Bloomberg Tax
Nov. 9, 2022, 9:45 AM

Billion Dollar Tax Cheats Require a Healthy Dose of Sunlight

Don Griswold
Don Griswold
Digital Economist

International tax avoidance by large multinational corporations siphons nearly $250 billion dollars a year out of public treasuries globally (over $100 billion in the US), seriously undermining government obligations to serve their citizens consistently with the United Nations’ sustainable development goals. I’m not proud of my past role as an enabler of that behavior, even though tax avoidance, in contrast to criminal tax evasion, is perfectly legal.

Loophole creation and exploitation—the work of tax avoiders and their enablers—is done in the dark. Sunlight is anathema to those who feel it prudent to work in the dark; transparency is resisted by those who build their fortunes inside labyrinths of opacity and complexity.

In recent decades, public interest organizations—such as the Transparency International, Global Financial Integrity, FACT Coalition, and Tax Justice Network—have labored to shine sunlight on the tax practices of huge multinational entities that siphon significant resources that properly belong to the people. Compulsory country-by-country reporting of MNEs’ tax and business activity is an important fruit of their labor.

A Primer on Country-by-Country Reporting

Just under a decade ago, the OECD and the G-20—a group of the world’s largest economies—launched an ambitious initiative to counter rampant MNE tax avoidance, which had produced “a tense situation in which citizens have become more sensitive to tax fairness issues.”

The Organization for Economic Co-operation and Development and the G-20 called their 2013 initiative the Action Plan on Base Erosion and Profit Shifting. Base erosion names the immediate impact of tax avoidance; corporate tax dodgers siphon business profits out of the tax base on which corporate income taxes are imposed. Profit shifting names a significant tax avoidance ploy: the manipulation of legal entities, and the transactions among them, to move corporate profits to low-tax jurisdictions or tax havens from high-tax ones.

The BEPS initiative is impressive for its thoughtful and comprehensive approach to global tax avoidance. Libraries could be filled with the content produced by its sponsors, applauders, and critics as they sift through the various elements of BEPS, including our area of interest here, CbCR.

CbCR is among the BEPS initiative’s four minimum standards, including tax havens, treaty shopping, and dispute resolution, that participating countries are expected to implement. CbCR provides transparency by requiring enormous MNEs with annual gross revenue over $850 million to make annual reports of key data, broken down by jurisdiction, that can reveal their tax avoidance activities. These activities include profits, prices charged for sales among the group’s affiliates (transfer pricing), sales revenue (for sales among affiliates and for real sales to outside third parties), employees, tangible assets, intangible property, manufacturing and distribution operations, treasury functions, income tax paid, etc.
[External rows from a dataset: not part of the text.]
//! Shard worker runtime
//!
//! The worker dials the coordinator, registers with `WORKER|<id>`, then
//! answers one command line at a time against its ledger. On connection
//! loss it reconnects after a fixed delay; the ledger survives across
//! sessions (and across restarts when a snapshot path is configured).

use crate::common::protocol::WorkerCommand;
use crate::common::{Error, WorkerConfig, Result};
use crate::worker::ledger::Ledger;
use tokio::io::{AsyncBufReadExt, AsyncWriteExt, BufReader};
use tokio::net::TcpStream;
use uuid::Uuid;

pub struct WorkerNode {
    config: WorkerConfig,
}

impl WorkerNode {
    pub fn new(config: WorkerConfig) -> Self {
        Self { config }
    }

    pub async fn serve(self) -> Result<()> {
        let worker_id = self
            .config
            .worker_id
            .clone()
            .unwrap_or_else(|| format!("worker-{}", Uuid::new_v4()));

        tracing::info!("Starting shard worker: {}", worker_id);
        tracing::info!("  Coordinator: {}", self.config.coordinator_addr);
        if let Some(path) = &self.config.data_path {
            tracing::info!("  Snapshot: {}", path.display());
        }

        let mut ledger = Ledger::open(self.config.data_path.clone())?;

        loop {
            match TcpStream::connect(&self.config.coordinator_addr).await {
                Ok(stream) => {
                    tracing::info!(worker = %worker_id, "connected to coordinator");
                    if let Err(e) = run_session(&worker_id, &mut ledger, stream).await {
                        tracing::warn!(worker = %worker_id, error = %e, "session ended");
                    } else {
                        tracing::info!(worker = %worker_id, "coordinator closed the connection");
                    }
                }
                Err(e) => {
                    tracing::warn!(
                        worker = %worker_id,
                        error = %e,
                        "cannot reach coordinator, retrying"
                    );
                }
            }
            tokio::time::sleep(self.config.reconnect_delay()).await;
        }
    }
}

async fn run_session(worker_id: &str, ledger: &mut Ledger, stream: TcpStream) -> Result<()> {
    let (read_half, mut writer) = stream.into_split();
    let mut lines = BufReader::new(read_half).lines();

    writer
        .write_all(format!("WORKER|{}\n", worker_id).as_bytes())
        .await?;

    while let Some(line) = lines.next_line().await? {
        if line.is_empty() {
            continue;
        }
        let reply = match WorkerCommand::parse(&line) {
            Ok(cmd) => ledger.apply(&cmd),
            Err(Error::UnknownCommand(op)) => {
                tracing::warn!(worker = %worker_id, %op, "unknown operation");
                "ERROR|UnknownOp".to_string()
            }
            Err(e) => {
                tracing::warn!(worker = %worker_id, command = %line, error = %e, "malformed command");
                "ERROR|FormatoInvalido".to_string()
            }
        };
        writer.write_all(format!("{}\n", reply).as_bytes()).await?;
    }
    Ok(())
}
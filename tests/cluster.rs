//! Integration tests: dispatch, routing, transfers, audit, bulk creation

mod common;

use common::{echo_ok, fast_config, spawn_coordinator, wait_for_workers, MockWorker, ScriptAction};

#[tokio::test]
async fn dispatch_errors_leave_connection_open() {
    let (addr, _registry) = spawn_coordinator(fast_config()).await;
    let mut client = common::TestClient::connect(addr).await;

    assert_eq!(client.request("FROBNICATE|1").await, "ERROR|UnknownCommand");
    assert_eq!(
        client.request("TRANSFERIR_CUENTA|1|2").await,
        "ERROR|FormatoInvalido"
    );
    assert_eq!(
        client.request("CONSULTAR_CUENTA|abc").await,
        "ERROR|FormatoInvalido"
    );

    // Registry is empty: every routed command answers NoWorkers
    assert_eq!(client.request("CONSULTAR_CUENTA|5").await, "ERROR|NoWorkers");
    assert_eq!(
        client.request("TRANSFERIR_CUENTA|1|2|50").await,
        "ERROR|NoWorkers"
    );
    assert_eq!(client.request("ARQUEO").await, "ERROR|NoWorkers");
    assert_eq!(
        client.request("CREATE_ACCOUNTS|3|10").await,
        "ERROR|NoWorkers"
    );

    // The connection survived all of the above
    assert_eq!(client.request("FROBNICATE|2").await, "ERROR|UnknownCommand");
}

#[tokio::test]
async fn consult_routes_to_owning_worker() {
    let (addr, registry) = spawn_coordinator(fast_config()).await;
    let w0 = MockWorker::join(addr, "w0", echo_ok("w0")).await;
    wait_for_workers(&registry, 1).await;
    let w1 = MockWorker::join(addr, "w1", echo_ok("w1")).await;
    wait_for_workers(&registry, 2).await;

    let mut client = common::TestClient::connect(addr).await;

    // 4 % 2 == 0 → w0, 5 % 2 == 1 → w1
    assert_eq!(
        client.request("CONSULTAR_CUENTA|4").await,
        "OK|w0|CONSULTAR_CUENTA|4"
    );
    assert_eq!(
        client.request("CONSULTAR_CUENTA|5").await,
        "OK|w1|CONSULTAR_CUENTA|5"
    );

    assert_eq!(w0.received(), vec!["CONSULTAR_CUENTA|4"]);
    assert_eq!(w1.received(), vec!["CONSULTAR_CUENTA|5"]);
}

#[tokio::test]
async fn negative_account_id_fails_resolution() {
    let (addr, registry) = spawn_coordinator(fast_config()).await;
    let _w0 = MockWorker::join(addr, "w0", echo_ok("w0")).await;
    wait_for_workers(&registry, 1).await;
    let _w1 = MockWorker::join(addr, "w1", echo_ok("w1")).await;
    wait_for_workers(&registry, 2).await;

    let mut client = common::TestClient::connect(addr).await;

    // -7 % 2 == -1: the index keeps the dividend's sign and no worker
    // lives at a negative position
    assert_eq!(
        client.request("CONSULTAR_CUENTA|-7").await,
        "ERROR|WorkerUnavailable"
    );
    // A multiple of the worker count still lands on shard 0
    assert_eq!(
        client.request("CONSULTAR_CUENTA|-4").await,
        "OK|w0|CONSULTAR_CUENTA|-4"
    );
}

#[tokio::test]
async fn transfer_success_debits_and_credits_once() {
    let (addr, registry) = spawn_coordinator(fast_config()).await;
    let w0 = MockWorker::join(addr, "w0", echo_ok("w0")).await;
    wait_for_workers(&registry, 1).await;
    let w1 = MockWorker::join(addr, "w1", echo_ok("w1")).await;
    wait_for_workers(&registry, 2).await;

    let mut client = common::TestClient::connect(addr).await;

    // from=1 → w1, to=2 → w0
    assert_eq!(
        client.request("TRANSFERIR_CUENTA|1|2|100").await,
        "CONFIRMACION|Transferencia realizada"
    );

    assert_eq!(w1.received(), vec!["DEBIT|1|100", "RECORD_TX|1|2|100"]);
    assert_eq!(w0.received(), vec!["CREDIT|2|100", "RECORD_TX|1|2|100"]);
}

#[tokio::test]
async fn transfer_within_one_worker() {
    let (addr, registry) = spawn_coordinator(fast_config()).await;
    let w0 = MockWorker::join(addr, "w0", echo_ok("w0")).await;
    wait_for_workers(&registry, 1).await;

    let mut client = common::TestClient::connect(addr).await;

    assert_eq!(
        client.request("TRANSFERIR_CUENTA|1|2|25").await,
        "CONFIRMACION|Transferencia realizada"
    );
    // Both sides resolve to the same handle; all four exchanges are
    // serialized on it
    assert_eq!(
        w0.received(),
        vec![
            "DEBIT|1|25",
            "CREDIT|2|25",
            "RECORD_TX|1|2|25",
            "RECORD_TX|1|2|25"
        ]
    );
}

#[tokio::test]
async fn transfer_credit_failure_compensates_source() {
    let (addr, registry) = spawn_coordinator(fast_config()).await;
    // w0 owns the destination and rejects credits
    let w0 = MockWorker::join(addr, "w0", |cmd: &str| {
        if cmd.starts_with("CREDIT") {
            ScriptAction::Reply("ERROR|NoExiste".to_string())
        } else {
            ScriptAction::Reply("OK".to_string())
        }
    })
    .await;
    wait_for_workers(&registry, 1).await;
    let w1 = MockWorker::join(addr, "w1", echo_ok("w1")).await;
    wait_for_workers(&registry, 2).await;

    let mut client = common::TestClient::connect(addr).await;

    assert_eq!(
        client.request("TRANSFERIR_CUENTA|1|2|100").await,
        "ERROR|CreditFailed|ERROR|NoExiste"
    );

    // Exactly one compensating credit back to the source, no RECORD_TX
    assert_eq!(w1.received(), vec!["DEBIT|1|100", "CREDIT|1|100"]);
    assert_eq!(w0.received(), vec!["CREDIT|2|100"]);
}

#[tokio::test]
async fn transfer_debit_failure_stops_the_saga() {
    let (addr, registry) = spawn_coordinator(fast_config()).await;
    let w0 = MockWorker::join(addr, "w0", echo_ok("w0")).await;
    wait_for_workers(&registry, 1).await;
    // w1 owns the source and rejects debits
    let w1 = MockWorker::join(addr, "w1", |cmd: &str| {
        if cmd.starts_with("DEBIT") {
            ScriptAction::Reply("ERROR|SaldoInsuficiente".to_string())
        } else {
            ScriptAction::Reply("OK".to_string())
        }
    })
    .await;
    wait_for_workers(&registry, 2).await;

    let mut client = common::TestClient::connect(addr).await;

    assert_eq!(
        client.request("TRANSFERIR_CUENTA|1|2|100").await,
        "ERROR|DebitFailed|ERROR|SaldoInsuficiente"
    );

    // No credit, no compensation: money never moved
    assert_eq!(w1.received(), vec!["DEBIT|1|100"]);
    assert!(w0.received().is_empty());
}

#[tokio::test]
async fn transfer_rejects_non_positive_amount() {
    let (addr, registry) = spawn_coordinator(fast_config()).await;
    let w0 = MockWorker::join(addr, "w0", echo_ok("w0")).await;
    wait_for_workers(&registry, 1).await;

    let mut client = common::TestClient::connect(addr).await;
    assert_eq!(
        client.request("TRANSFERIR_CUENTA|1|2|-5").await,
        "ERROR|FormatoInvalido"
    );
    assert_eq!(
        client.request("TRANSFERIR_CUENTA|1|2|0").await,
        "ERROR|FormatoInvalido"
    );
    assert!(w0.received().is_empty());
}

#[tokio::test]
async fn arqueo_excludes_silent_workers() {
    let (addr, registry) = spawn_coordinator(fast_config()).await;
    let _w0 = MockWorker::join(addr, "w0", |_: &str| {
        ScriptAction::Reply("OK|100|2".to_string())
    })
    .await;
    wait_for_workers(&registry, 1).await;
    let _w1 = MockWorker::join(addr, "w1", |_: &str| {
        ScriptAction::Reply("OK|50|1".to_string())
    })
    .await;
    wait_for_workers(&registry, 2).await;
    // w2 never answers: it must be excluded from the totals, not
    // treated as zero and not aborting the audit
    let _w2 = MockWorker::join(addr, "w2", |_: &str| ScriptAction::Ignore).await;
    wait_for_workers(&registry, 3).await;

    let mut client = common::TestClient::connect(addr).await;
    assert_eq!(
        client.request("ARQUEO").await,
        "OK|TotalBalance:150|TotalAccounts:3"
    );
}

#[tokio::test]
async fn arqueo_excludes_malformed_partials() {
    let (addr, registry) = spawn_coordinator(fast_config()).await;
    let _w0 = MockWorker::join(addr, "w0", |_: &str| {
        ScriptAction::Reply("OK|75.5|4".to_string())
    })
    .await;
    wait_for_workers(&registry, 1).await;
    let _w1 = MockWorker::join(addr, "w1", |_: &str| {
        ScriptAction::Reply("OK|not-a-number|1".to_string())
    })
    .await;
    wait_for_workers(&registry, 2).await;

    let mut client = common::TestClient::connect(addr).await;
    assert_eq!(
        client.request("ARQUEO").await,
        "OK|TotalBalance:75.5|TotalAccounts:4"
    );
}

#[tokio::test]
async fn bulk_create_routes_each_id_to_its_owner() {
    let (addr, registry) = spawn_coordinator(fast_config()).await;
    let w0 = MockWorker::join(addr, "w0", echo_ok("w0")).await;
    wait_for_workers(&registry, 1).await;
    let w1 = MockWorker::join(addr, "w1", echo_ok("w1")).await;
    wait_for_workers(&registry, 2).await;

    let mut client = common::TestClient::connect(addr).await;
    client.send("CREATE_ACCOUNTS|5|10").await;
    assert_eq!(
        client.read_line().await,
        "INFO|Creating 5 accounts with initial 10"
    );
    assert_eq!(client.read_line().await, "DONE|Created:5");

    // Even ids on w0, odd ids on w1, each exactly once — never broadcast
    assert_eq!(
        w0.received(),
        vec!["CREATE_ACCOUNT|2|10", "CREATE_ACCOUNT|4|10"]
    );
    assert_eq!(
        w1.received(),
        vec![
            "CREATE_ACCOUNT|1|10",
            "CREATE_ACCOUNT|3|10",
            "CREATE_ACCOUNT|5|10"
        ]
    );
}

#[tokio::test]
async fn bulk_create_counts_only_acknowledged_ids() {
    let (addr, registry) = spawn_coordinator(fast_config()).await;
    let _w0 = MockWorker::join(addr, "w0", echo_ok("w0")).await;
    wait_for_workers(&registry, 1).await;
    // w1 rejects every creation
    let _w1 = MockWorker::join(addr, "w1", |_: &str| {
        ScriptAction::Reply("ERROR|Full".to_string())
    })
    .await;
    wait_for_workers(&registry, 2).await;

    let mut client = common::TestClient::connect(addr).await;
    client.send("CREATE_ACCOUNTS|4|10").await;
    let _info = client.read_line().await;
    // ids 2 and 4 land on w0 and succeed; 1 and 3 are rejected by w1
    assert_eq!(client.read_line().await, "DONE|Created:2");
}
The US has required private CbCR, reported exclusively to tax authorities, since 2016; a bill requiring public CbCR passed in the House last year but stalled in the Senate.

View of wind turbines at the Saint-Nazaire offshore wind farm, off the coast of the Guerande peninsula in western France, on Sept. 22, 2022.
Photo by Stephane Mahl/Pool/AFP via Getty Images

ESG and the Need for Public CbCR

CbCR is a multilateral transparency solution that promises to bring tax avoidance out of the darkness, but its fulfillment is incomplete. A spectacular accomplishment, private CbCR nevertheless leaves data in shadowy half-light, where it can be seen only by under-resourced and sometimes “flexible” government tax authorities that may or may not pursue audits and that don’t represent the interests of public stakeholders.

Political interest in mandating the public disclosure of CbCR reporting has been slow, for there is not yet a clear consensus on the issue. Policymakers, the press, and public stakeholder representatives have access only to anonymized and aggregated CbCR data—they can’t point fingers.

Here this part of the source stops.